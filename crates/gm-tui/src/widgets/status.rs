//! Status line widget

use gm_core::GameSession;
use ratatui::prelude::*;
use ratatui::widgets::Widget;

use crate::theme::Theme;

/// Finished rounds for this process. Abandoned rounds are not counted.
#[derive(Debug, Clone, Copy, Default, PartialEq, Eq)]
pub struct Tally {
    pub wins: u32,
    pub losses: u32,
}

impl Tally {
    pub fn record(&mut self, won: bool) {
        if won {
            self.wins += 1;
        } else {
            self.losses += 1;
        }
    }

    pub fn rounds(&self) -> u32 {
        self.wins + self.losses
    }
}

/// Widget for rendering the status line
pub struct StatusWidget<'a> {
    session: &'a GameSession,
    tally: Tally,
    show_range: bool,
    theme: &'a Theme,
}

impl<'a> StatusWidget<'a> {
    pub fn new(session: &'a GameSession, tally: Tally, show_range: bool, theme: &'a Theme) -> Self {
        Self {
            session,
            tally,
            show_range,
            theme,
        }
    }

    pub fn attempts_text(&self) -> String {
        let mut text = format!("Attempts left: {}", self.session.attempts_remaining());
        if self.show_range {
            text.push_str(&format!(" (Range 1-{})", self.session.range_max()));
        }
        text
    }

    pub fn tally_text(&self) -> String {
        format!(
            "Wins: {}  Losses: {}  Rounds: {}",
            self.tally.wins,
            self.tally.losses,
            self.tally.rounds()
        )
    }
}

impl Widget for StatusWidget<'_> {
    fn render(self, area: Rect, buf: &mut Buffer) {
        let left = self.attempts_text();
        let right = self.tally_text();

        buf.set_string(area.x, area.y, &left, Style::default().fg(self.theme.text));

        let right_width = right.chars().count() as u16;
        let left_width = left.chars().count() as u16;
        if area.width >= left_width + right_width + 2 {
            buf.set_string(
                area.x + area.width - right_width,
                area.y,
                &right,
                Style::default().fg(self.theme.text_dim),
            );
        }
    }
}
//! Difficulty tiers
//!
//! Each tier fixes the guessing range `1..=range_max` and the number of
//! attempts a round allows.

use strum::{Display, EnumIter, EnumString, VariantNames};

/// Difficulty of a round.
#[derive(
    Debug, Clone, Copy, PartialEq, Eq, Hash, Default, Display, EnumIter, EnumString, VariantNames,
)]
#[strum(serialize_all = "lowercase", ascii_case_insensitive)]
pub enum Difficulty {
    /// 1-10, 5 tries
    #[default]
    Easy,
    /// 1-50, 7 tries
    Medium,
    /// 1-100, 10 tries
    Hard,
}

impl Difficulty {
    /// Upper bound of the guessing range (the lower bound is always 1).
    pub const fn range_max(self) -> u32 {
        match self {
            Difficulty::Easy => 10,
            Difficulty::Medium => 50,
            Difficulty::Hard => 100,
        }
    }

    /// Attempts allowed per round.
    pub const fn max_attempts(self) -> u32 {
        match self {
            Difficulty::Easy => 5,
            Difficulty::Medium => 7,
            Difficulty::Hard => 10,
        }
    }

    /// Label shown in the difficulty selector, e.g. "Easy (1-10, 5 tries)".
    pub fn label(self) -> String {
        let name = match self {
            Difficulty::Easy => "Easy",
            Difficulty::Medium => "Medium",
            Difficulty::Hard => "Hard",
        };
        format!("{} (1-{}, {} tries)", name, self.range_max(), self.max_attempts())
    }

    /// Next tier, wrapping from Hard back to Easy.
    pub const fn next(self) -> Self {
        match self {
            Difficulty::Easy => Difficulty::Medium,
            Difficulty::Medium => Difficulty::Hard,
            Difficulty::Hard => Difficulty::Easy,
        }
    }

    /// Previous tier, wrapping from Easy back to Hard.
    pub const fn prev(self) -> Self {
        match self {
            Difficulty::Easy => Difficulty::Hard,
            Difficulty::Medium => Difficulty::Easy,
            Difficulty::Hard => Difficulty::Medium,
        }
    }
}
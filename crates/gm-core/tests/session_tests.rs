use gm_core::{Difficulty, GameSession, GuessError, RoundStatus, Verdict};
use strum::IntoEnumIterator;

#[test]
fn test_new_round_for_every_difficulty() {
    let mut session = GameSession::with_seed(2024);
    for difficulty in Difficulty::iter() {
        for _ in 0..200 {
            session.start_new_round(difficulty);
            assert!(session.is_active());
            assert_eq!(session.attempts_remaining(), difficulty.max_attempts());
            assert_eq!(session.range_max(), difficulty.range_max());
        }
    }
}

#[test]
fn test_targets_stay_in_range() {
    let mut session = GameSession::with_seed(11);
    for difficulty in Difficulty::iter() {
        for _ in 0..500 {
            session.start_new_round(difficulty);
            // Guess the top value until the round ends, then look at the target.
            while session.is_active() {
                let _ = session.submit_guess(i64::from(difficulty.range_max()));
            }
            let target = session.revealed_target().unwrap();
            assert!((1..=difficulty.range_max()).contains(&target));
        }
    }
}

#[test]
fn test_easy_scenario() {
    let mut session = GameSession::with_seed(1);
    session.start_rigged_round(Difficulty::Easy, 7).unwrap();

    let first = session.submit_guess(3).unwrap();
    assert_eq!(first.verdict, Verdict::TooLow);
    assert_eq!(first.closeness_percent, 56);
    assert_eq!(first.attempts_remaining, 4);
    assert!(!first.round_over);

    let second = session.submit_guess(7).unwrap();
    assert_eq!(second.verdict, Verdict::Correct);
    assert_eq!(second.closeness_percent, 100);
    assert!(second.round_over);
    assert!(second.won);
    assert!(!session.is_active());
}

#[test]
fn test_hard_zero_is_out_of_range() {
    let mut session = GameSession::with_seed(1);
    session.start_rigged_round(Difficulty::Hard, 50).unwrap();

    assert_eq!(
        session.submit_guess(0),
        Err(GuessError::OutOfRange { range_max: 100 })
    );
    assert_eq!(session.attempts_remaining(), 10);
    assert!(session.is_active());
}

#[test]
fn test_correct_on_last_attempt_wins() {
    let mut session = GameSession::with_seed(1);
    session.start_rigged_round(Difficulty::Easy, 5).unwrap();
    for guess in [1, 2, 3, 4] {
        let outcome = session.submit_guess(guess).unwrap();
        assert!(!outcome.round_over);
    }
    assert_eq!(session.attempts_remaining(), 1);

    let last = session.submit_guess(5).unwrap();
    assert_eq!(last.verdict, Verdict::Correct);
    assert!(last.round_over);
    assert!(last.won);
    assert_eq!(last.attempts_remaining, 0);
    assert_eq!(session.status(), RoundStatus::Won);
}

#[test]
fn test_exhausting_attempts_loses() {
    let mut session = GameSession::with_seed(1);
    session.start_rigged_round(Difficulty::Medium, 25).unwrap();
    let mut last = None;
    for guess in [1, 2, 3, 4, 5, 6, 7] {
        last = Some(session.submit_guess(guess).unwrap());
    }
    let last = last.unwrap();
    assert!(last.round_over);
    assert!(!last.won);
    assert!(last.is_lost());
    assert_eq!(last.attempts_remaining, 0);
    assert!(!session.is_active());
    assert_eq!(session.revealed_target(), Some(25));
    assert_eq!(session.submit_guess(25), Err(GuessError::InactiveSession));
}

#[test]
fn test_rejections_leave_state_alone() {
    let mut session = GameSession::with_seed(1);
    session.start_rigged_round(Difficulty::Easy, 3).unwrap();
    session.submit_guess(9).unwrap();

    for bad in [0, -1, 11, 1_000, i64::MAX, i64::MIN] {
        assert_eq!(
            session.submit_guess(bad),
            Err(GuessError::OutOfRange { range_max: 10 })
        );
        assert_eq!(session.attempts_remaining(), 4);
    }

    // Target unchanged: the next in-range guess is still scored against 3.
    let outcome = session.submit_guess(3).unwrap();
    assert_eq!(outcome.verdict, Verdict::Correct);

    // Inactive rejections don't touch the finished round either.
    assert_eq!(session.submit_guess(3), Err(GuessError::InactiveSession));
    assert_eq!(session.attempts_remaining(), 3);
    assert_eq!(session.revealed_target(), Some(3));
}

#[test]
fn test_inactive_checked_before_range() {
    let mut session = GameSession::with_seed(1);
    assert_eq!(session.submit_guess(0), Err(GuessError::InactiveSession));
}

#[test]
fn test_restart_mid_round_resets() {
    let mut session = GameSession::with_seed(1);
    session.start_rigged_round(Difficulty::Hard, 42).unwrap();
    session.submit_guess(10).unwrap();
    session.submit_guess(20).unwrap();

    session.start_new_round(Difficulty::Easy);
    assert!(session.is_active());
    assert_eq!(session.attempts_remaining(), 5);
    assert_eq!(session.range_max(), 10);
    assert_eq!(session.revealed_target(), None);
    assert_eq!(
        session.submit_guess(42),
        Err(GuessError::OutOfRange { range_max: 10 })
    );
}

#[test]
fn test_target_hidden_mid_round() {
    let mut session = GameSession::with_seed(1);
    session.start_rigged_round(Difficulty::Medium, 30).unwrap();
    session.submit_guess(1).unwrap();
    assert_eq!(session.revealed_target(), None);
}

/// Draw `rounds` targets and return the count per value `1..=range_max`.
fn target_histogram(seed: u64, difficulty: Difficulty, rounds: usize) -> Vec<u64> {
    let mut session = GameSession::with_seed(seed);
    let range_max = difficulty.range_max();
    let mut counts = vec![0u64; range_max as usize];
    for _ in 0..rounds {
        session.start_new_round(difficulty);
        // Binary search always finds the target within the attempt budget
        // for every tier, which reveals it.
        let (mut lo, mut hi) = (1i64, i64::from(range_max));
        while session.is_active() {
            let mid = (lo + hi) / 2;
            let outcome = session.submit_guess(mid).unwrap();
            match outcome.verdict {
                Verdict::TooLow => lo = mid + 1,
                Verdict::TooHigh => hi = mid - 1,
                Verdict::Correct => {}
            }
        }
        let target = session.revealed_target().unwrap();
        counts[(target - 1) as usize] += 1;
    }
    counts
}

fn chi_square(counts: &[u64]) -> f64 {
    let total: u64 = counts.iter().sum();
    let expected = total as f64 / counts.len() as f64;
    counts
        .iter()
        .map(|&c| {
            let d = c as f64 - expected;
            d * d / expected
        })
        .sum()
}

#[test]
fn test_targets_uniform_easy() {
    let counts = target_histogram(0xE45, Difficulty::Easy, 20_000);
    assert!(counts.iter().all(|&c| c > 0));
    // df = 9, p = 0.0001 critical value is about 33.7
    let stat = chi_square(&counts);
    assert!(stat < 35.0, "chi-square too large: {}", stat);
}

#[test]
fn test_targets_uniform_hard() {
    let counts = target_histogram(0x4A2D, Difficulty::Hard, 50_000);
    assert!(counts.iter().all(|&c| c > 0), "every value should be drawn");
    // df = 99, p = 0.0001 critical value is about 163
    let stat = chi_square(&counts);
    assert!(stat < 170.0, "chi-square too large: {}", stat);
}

○ ○ ○ ○ ○

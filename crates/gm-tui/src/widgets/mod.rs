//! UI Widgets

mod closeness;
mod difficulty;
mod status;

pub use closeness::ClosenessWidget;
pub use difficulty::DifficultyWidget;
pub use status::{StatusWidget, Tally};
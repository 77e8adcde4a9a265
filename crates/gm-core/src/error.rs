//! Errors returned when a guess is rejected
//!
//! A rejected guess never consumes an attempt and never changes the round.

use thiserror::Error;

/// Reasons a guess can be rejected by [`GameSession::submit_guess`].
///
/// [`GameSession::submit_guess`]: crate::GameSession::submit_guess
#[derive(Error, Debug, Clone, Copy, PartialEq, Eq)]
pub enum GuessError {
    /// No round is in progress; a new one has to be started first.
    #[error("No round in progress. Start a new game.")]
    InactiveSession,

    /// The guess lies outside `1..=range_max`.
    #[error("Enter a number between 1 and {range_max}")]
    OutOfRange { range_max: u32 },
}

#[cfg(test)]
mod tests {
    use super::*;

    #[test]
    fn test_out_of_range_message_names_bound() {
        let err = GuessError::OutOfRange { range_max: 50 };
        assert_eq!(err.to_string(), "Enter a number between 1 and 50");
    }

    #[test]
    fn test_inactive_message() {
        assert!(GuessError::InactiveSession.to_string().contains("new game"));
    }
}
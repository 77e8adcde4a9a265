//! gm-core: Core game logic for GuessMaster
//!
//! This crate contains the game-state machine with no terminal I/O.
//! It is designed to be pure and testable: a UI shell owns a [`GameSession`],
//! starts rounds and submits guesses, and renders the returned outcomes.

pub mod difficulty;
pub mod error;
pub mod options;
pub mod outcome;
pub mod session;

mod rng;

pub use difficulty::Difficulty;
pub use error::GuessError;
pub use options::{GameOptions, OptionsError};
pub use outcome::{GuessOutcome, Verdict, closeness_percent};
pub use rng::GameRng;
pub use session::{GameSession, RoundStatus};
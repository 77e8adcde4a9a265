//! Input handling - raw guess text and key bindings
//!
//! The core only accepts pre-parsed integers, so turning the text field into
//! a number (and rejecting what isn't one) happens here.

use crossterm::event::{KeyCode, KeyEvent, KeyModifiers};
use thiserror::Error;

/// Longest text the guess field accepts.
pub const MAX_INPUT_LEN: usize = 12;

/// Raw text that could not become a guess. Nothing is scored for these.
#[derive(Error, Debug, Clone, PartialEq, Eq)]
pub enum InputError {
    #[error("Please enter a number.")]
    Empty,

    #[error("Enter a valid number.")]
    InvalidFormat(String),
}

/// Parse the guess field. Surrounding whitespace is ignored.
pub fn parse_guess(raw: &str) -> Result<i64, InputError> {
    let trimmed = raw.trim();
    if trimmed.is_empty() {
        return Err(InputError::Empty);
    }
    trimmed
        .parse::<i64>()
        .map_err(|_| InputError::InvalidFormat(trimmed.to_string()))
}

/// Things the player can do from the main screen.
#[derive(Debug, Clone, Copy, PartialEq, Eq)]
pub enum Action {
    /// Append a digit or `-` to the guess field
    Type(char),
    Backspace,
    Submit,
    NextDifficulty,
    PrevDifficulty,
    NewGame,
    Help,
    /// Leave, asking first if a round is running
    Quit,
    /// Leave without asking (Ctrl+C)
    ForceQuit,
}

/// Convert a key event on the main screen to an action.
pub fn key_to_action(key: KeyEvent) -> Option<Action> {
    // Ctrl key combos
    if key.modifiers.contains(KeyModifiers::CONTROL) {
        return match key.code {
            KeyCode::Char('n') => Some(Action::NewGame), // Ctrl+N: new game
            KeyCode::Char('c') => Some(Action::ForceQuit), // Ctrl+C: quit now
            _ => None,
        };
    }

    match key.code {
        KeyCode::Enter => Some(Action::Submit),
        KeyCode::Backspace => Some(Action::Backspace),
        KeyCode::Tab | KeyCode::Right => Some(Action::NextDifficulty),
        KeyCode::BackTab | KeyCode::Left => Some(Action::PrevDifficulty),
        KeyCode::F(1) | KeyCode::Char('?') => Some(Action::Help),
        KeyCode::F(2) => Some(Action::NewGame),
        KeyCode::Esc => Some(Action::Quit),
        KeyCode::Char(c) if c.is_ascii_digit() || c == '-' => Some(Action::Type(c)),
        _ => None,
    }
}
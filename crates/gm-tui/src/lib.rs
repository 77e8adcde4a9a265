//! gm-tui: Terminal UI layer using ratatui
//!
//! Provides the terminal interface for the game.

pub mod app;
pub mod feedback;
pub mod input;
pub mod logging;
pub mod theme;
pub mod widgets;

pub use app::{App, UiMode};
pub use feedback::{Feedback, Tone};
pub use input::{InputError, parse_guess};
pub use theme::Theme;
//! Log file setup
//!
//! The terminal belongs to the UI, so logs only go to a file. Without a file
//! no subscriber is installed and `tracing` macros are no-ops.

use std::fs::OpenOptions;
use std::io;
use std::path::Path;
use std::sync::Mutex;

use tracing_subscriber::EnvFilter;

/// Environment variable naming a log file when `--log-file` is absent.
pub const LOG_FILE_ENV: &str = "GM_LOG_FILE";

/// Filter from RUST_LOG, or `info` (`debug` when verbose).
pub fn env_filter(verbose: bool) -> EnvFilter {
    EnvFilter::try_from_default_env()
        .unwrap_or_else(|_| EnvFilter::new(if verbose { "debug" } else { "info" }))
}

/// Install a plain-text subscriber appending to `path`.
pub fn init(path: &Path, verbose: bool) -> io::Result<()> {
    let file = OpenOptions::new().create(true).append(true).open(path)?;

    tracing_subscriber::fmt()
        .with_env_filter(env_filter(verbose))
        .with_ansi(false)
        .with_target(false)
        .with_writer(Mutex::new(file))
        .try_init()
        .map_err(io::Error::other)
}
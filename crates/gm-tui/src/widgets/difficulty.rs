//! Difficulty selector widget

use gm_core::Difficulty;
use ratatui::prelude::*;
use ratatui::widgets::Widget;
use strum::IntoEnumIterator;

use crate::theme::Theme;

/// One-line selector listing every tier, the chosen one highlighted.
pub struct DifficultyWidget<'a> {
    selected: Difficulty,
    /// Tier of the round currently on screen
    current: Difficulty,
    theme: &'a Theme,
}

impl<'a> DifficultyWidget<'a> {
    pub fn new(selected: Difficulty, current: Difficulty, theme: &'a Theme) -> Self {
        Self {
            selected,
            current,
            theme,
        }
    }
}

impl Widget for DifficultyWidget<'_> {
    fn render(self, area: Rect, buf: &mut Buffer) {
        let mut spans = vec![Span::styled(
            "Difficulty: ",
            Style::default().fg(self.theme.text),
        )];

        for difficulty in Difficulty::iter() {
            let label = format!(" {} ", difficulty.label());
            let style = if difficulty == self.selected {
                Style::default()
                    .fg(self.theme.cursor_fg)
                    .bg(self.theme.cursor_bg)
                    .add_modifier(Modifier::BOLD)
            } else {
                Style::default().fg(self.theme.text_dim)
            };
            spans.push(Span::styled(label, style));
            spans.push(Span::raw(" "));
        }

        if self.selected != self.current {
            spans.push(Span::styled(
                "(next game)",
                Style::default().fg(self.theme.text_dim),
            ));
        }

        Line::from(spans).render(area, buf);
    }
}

○ ○ ○ ○ ○

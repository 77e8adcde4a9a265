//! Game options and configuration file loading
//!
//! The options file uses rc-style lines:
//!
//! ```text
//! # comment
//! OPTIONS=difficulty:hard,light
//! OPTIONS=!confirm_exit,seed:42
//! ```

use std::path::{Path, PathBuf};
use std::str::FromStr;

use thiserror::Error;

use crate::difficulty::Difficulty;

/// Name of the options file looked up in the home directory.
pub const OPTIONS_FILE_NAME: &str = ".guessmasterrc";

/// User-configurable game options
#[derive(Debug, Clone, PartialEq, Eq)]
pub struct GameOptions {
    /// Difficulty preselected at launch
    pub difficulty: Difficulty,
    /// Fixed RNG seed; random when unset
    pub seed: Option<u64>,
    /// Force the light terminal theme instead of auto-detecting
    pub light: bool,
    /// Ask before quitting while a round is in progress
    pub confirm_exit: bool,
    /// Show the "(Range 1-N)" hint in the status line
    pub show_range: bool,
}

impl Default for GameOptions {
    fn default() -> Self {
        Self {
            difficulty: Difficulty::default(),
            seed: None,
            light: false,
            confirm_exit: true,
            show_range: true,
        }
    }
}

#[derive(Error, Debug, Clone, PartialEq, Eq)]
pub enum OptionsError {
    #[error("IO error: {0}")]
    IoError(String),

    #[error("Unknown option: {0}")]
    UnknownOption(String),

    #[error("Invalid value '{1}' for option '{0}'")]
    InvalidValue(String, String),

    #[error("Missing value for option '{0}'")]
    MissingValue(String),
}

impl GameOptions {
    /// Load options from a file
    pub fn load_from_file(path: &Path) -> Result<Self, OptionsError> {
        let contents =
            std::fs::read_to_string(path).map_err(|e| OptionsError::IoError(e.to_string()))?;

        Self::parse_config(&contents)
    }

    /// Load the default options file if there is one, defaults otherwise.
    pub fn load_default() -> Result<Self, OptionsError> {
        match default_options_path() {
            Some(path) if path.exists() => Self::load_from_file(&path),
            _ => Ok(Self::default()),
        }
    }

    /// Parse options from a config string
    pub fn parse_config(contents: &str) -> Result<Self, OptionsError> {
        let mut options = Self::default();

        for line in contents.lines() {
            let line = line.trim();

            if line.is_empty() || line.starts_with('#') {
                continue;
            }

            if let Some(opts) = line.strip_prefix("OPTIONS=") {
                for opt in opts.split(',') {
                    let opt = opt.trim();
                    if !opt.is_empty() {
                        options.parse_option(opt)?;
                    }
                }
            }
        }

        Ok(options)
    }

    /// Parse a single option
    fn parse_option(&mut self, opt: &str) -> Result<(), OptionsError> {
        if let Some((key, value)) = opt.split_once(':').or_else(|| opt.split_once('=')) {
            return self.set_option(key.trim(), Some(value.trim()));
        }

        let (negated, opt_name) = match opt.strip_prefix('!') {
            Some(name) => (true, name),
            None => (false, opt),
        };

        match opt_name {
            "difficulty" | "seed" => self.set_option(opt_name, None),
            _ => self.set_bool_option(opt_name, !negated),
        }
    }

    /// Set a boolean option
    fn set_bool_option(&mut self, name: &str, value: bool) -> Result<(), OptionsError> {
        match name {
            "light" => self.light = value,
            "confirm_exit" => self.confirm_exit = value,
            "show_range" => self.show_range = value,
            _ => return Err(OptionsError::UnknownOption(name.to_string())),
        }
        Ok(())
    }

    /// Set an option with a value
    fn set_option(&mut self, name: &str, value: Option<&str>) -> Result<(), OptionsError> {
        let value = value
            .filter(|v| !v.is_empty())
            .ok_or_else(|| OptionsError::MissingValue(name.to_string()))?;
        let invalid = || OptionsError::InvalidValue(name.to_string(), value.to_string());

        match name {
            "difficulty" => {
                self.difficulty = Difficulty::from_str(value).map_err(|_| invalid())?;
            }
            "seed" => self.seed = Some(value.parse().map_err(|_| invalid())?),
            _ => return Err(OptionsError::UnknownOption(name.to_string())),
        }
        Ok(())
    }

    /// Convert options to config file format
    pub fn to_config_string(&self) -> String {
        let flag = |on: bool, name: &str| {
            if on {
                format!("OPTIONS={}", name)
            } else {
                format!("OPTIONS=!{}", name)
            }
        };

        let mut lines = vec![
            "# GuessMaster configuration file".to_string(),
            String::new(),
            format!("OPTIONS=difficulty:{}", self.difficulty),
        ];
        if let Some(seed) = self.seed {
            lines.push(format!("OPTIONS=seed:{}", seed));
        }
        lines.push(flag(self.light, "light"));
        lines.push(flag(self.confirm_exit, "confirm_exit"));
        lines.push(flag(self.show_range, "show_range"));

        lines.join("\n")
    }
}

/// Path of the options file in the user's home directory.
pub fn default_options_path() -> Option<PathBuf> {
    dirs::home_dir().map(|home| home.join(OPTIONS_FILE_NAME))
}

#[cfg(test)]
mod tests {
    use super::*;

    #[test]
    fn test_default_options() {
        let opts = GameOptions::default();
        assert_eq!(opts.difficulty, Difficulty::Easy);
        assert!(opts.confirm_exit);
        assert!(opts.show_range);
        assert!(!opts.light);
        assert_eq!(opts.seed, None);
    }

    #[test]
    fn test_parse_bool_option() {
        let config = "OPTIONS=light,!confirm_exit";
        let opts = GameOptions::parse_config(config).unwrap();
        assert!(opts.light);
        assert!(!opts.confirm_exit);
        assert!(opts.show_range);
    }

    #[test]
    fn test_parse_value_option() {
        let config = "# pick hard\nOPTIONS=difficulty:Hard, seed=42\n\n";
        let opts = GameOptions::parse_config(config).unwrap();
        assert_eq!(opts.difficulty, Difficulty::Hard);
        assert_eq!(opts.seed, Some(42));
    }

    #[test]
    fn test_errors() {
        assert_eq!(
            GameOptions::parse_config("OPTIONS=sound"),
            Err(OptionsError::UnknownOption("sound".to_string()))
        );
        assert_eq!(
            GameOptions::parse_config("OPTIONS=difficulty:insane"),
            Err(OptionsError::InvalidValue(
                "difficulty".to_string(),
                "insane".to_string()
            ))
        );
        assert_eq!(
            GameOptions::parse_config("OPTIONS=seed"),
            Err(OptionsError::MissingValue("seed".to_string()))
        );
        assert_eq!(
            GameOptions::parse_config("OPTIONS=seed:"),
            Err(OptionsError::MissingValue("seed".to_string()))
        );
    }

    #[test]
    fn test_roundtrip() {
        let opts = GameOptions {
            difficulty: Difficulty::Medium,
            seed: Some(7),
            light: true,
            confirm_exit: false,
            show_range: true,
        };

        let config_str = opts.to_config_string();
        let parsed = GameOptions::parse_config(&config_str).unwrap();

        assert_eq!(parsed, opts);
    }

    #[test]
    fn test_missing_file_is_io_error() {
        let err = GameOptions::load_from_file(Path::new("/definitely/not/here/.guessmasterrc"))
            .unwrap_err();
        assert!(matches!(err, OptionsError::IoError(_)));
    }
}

○ ○ ○ ○ ○

▸ **YOUR ASSIGNMENT**
Word for word, restate the lines above from the line containing "pub mod app;" through the line containing "Environment variable naming", with both included and nothing else.

▸ **SOLUTION**
pub mod app;
pub mod feedback;
pub mod input;
pub mod logging;
pub mod theme;
pub mod widgets;

pub use app::{App, UiMode};
pub use feedback::{Feedback, Tone};
pub use input::{InputError, parse_guess};
pub use theme::Theme;
//! Log file setup
//!
//! The terminal belongs to the UI, so logs only go to a file. Without a file
//! no subscriber is installed and `tracing` macros are no-ops.

use std::fs::OpenOptions;
use std::io;
use std::path::Path;
use std::sync::Mutex;

use tracing_subscriber::EnvFilter;

/// Environment variable naming a log file when `--log-file` is absent.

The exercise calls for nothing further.